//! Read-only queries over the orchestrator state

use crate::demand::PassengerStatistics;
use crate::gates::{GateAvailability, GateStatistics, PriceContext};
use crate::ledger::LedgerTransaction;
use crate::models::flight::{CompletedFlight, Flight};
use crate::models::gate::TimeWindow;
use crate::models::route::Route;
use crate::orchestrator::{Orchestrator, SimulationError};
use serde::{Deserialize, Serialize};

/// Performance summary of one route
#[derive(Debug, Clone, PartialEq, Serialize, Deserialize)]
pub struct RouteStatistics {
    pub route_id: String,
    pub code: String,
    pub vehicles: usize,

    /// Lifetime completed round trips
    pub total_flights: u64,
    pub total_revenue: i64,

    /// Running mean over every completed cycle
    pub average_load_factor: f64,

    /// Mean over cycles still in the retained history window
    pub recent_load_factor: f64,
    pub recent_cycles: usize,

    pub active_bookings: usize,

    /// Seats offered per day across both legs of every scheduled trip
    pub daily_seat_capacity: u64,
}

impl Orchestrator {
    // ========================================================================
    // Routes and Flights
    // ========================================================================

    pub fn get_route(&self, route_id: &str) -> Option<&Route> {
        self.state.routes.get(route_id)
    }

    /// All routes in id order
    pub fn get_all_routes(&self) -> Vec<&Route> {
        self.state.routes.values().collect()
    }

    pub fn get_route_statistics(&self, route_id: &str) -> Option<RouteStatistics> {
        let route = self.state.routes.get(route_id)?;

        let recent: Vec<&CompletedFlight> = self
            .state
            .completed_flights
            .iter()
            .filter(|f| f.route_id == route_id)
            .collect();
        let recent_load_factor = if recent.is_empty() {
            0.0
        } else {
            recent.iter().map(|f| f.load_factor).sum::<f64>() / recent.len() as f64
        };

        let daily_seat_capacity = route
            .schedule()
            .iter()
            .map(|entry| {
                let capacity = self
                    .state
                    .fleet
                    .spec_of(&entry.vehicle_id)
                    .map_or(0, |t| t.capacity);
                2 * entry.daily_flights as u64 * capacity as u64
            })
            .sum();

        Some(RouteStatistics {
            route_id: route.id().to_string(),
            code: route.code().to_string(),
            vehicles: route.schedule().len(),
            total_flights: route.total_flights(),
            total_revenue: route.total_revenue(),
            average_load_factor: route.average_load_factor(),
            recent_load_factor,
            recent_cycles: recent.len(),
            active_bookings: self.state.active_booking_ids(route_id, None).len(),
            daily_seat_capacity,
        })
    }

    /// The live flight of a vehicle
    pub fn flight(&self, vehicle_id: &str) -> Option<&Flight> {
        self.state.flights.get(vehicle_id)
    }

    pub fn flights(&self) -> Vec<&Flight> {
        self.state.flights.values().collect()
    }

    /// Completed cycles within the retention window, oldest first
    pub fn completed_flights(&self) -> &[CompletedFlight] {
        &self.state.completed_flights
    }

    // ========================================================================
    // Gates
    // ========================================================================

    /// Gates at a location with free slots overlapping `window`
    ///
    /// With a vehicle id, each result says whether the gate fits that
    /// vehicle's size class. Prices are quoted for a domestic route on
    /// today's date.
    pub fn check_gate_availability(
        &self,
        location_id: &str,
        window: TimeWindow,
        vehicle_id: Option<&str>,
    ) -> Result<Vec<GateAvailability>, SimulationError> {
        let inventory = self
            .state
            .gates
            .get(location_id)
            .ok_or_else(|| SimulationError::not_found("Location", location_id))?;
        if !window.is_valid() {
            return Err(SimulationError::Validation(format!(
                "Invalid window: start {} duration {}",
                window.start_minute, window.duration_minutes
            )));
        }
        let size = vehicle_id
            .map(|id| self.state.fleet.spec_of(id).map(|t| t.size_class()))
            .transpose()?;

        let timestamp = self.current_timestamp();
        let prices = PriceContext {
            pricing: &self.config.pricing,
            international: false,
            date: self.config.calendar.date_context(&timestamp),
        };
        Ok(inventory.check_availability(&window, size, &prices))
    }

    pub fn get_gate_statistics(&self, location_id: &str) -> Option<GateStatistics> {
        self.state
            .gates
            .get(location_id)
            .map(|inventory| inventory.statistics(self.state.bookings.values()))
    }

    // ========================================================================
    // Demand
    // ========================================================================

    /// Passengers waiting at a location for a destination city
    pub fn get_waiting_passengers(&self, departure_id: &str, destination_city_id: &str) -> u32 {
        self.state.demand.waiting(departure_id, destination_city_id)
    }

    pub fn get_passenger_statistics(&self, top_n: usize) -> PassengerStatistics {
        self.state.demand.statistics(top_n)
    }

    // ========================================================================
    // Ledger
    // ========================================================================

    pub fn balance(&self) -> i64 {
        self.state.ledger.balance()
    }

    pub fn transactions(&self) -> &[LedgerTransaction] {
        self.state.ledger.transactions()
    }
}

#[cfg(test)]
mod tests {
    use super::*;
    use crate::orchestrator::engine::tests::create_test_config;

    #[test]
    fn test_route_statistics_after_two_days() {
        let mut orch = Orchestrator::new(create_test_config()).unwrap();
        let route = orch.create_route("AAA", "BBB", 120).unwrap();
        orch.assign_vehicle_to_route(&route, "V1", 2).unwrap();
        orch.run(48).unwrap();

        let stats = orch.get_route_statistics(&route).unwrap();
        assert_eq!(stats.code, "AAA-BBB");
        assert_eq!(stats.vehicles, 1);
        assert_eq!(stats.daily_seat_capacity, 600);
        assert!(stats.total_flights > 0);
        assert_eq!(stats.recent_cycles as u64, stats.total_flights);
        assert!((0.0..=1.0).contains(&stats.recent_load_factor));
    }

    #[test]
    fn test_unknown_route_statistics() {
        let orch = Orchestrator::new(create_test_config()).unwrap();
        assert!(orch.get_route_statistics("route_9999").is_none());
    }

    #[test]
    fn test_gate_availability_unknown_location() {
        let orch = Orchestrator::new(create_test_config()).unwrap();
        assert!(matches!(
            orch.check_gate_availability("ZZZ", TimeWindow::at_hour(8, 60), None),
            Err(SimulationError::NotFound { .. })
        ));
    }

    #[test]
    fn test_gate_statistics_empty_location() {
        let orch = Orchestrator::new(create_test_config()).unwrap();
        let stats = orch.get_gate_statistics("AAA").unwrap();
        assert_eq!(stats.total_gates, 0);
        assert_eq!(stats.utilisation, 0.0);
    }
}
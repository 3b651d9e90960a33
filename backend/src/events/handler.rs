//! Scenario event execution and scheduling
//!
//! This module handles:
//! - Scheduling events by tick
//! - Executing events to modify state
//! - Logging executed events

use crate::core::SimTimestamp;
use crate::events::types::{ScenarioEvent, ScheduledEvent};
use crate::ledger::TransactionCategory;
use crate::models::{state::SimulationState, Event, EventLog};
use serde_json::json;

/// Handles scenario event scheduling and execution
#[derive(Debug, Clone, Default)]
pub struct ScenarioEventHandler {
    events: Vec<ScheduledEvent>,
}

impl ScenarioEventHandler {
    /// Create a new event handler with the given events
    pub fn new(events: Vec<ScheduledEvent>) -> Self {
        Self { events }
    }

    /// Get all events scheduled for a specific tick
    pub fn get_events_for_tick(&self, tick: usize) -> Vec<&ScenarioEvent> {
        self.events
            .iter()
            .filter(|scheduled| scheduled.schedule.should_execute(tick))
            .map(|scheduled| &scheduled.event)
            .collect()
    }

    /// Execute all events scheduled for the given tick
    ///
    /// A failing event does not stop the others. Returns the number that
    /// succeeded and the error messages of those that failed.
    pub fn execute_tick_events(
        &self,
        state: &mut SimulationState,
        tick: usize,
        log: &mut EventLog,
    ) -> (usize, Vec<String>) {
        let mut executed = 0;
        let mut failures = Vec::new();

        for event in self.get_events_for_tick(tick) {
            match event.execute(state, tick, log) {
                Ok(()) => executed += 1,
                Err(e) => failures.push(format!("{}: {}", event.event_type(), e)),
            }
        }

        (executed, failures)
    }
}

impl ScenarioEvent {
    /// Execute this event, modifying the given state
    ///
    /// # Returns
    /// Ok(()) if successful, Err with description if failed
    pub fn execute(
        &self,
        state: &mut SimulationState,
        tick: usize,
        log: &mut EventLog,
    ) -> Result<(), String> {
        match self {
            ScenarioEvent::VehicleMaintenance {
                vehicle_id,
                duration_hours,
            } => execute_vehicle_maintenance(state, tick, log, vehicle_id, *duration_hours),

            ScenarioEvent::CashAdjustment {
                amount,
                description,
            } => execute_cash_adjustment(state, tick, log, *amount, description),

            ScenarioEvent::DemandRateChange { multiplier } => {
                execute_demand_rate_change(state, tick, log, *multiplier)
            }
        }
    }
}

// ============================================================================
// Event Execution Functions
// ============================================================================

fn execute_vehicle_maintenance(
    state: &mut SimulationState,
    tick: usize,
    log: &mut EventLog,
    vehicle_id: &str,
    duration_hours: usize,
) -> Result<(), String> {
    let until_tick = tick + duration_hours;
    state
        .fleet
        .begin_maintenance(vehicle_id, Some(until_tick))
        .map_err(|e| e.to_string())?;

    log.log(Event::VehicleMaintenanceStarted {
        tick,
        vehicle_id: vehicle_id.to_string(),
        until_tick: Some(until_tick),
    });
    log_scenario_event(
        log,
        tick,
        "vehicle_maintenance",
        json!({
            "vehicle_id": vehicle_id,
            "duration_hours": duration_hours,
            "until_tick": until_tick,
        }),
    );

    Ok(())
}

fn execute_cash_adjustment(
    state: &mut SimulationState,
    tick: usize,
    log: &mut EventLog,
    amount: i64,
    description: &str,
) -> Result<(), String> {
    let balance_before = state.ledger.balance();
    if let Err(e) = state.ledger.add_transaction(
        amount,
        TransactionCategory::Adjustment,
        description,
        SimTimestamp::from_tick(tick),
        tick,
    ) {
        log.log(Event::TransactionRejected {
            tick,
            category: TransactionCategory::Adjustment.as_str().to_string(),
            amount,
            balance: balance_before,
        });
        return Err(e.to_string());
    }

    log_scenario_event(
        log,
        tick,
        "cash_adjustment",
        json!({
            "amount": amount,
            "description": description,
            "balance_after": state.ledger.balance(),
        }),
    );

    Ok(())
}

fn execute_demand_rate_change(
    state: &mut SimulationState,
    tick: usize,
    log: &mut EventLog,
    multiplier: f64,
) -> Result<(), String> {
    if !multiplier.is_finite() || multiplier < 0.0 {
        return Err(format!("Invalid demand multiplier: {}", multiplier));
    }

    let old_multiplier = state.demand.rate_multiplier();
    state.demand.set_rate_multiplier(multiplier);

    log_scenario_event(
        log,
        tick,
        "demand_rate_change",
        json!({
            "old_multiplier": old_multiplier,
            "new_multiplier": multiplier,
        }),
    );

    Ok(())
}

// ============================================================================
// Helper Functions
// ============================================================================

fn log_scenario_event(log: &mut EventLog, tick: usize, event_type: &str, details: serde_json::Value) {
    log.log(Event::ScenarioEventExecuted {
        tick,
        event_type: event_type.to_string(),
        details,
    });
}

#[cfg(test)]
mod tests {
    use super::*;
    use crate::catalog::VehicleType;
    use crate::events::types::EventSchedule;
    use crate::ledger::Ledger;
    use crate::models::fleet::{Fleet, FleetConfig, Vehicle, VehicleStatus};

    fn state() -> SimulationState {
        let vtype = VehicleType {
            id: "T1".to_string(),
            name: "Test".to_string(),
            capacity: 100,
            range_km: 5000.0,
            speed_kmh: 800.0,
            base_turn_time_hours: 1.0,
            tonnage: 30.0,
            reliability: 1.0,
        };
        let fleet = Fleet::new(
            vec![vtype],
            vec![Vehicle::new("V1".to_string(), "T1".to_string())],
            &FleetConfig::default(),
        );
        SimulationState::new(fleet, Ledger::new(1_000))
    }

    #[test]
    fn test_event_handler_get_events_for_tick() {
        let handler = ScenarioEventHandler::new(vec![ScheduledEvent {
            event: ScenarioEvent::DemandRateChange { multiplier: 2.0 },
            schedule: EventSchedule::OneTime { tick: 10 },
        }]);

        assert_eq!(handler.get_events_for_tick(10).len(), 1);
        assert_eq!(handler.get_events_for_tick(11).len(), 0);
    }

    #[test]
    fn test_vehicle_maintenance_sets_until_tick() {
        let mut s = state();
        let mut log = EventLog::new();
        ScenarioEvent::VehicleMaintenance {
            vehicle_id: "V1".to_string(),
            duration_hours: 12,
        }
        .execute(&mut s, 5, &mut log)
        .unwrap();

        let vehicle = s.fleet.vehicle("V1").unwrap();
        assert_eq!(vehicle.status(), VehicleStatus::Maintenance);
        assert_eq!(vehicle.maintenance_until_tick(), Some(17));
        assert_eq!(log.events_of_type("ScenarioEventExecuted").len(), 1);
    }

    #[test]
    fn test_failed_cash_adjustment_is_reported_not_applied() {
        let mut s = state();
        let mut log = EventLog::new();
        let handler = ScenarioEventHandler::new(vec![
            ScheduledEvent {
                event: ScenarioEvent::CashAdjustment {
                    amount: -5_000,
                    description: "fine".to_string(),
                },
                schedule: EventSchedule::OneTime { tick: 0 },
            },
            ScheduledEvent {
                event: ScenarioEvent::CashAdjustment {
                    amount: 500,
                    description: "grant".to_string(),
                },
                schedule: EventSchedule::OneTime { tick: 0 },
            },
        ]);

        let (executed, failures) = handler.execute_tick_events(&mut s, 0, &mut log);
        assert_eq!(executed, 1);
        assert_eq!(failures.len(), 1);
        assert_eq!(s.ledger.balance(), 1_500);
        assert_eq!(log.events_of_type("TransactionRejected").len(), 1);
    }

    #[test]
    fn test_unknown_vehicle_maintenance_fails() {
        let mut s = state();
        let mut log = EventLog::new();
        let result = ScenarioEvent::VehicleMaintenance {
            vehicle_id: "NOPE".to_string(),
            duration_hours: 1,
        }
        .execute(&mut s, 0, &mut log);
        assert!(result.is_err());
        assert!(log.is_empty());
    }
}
------------------------------------------------------------------------
▶ [AIM OF THE EXERCISE]: Print the records verbatim, stopping after the "pub fn get_all_routes(&self)" line.

▶ [REPLY TO THE EXERCISE]:
//! Read-only queries over the orchestrator state

use crate::demand::PassengerStatistics;
use crate::gates::{GateAvailability, GateStatistics, PriceContext};
use crate::ledger::LedgerTransaction;
use crate::models::flight::{CompletedFlight, Flight};
use crate::models::gate::TimeWindow;
use crate::models::route::Route;
use crate::orchestrator::{Orchestrator, SimulationError};
use serde::{Deserialize, Serialize};

/// Performance summary of one route
#[derive(Debug, Clone, PartialEq, Serialize, Deserialize)]
pub struct RouteStatistics {
    pub route_id: String,
    pub code: String,
    pub vehicles: usize,

    /// Lifetime completed round trips
    pub total_flights: u64,
    pub total_revenue: i64,

    /// Running mean over every completed cycle
    pub average_load_factor: f64,

    /// Mean over cycles still in the retained history window
    pub recent_load_factor: f64,
    pub recent_cycles: usize,

    pub active_bookings: usize,

    /// Seats offered per day across both legs of every scheduled trip
    pub daily_seat_capacity: u64,
}

impl Orchestrator {
    // ========================================================================
    // Routes and Flights
    // ========================================================================

    pub fn get_route(&self, route_id: &str) -> Option<&Route> {
        self.state.routes.get(route_id)
    }

    /// All routes in id order
    pub fn get_all_routes(&self) -> Vec<&Route> {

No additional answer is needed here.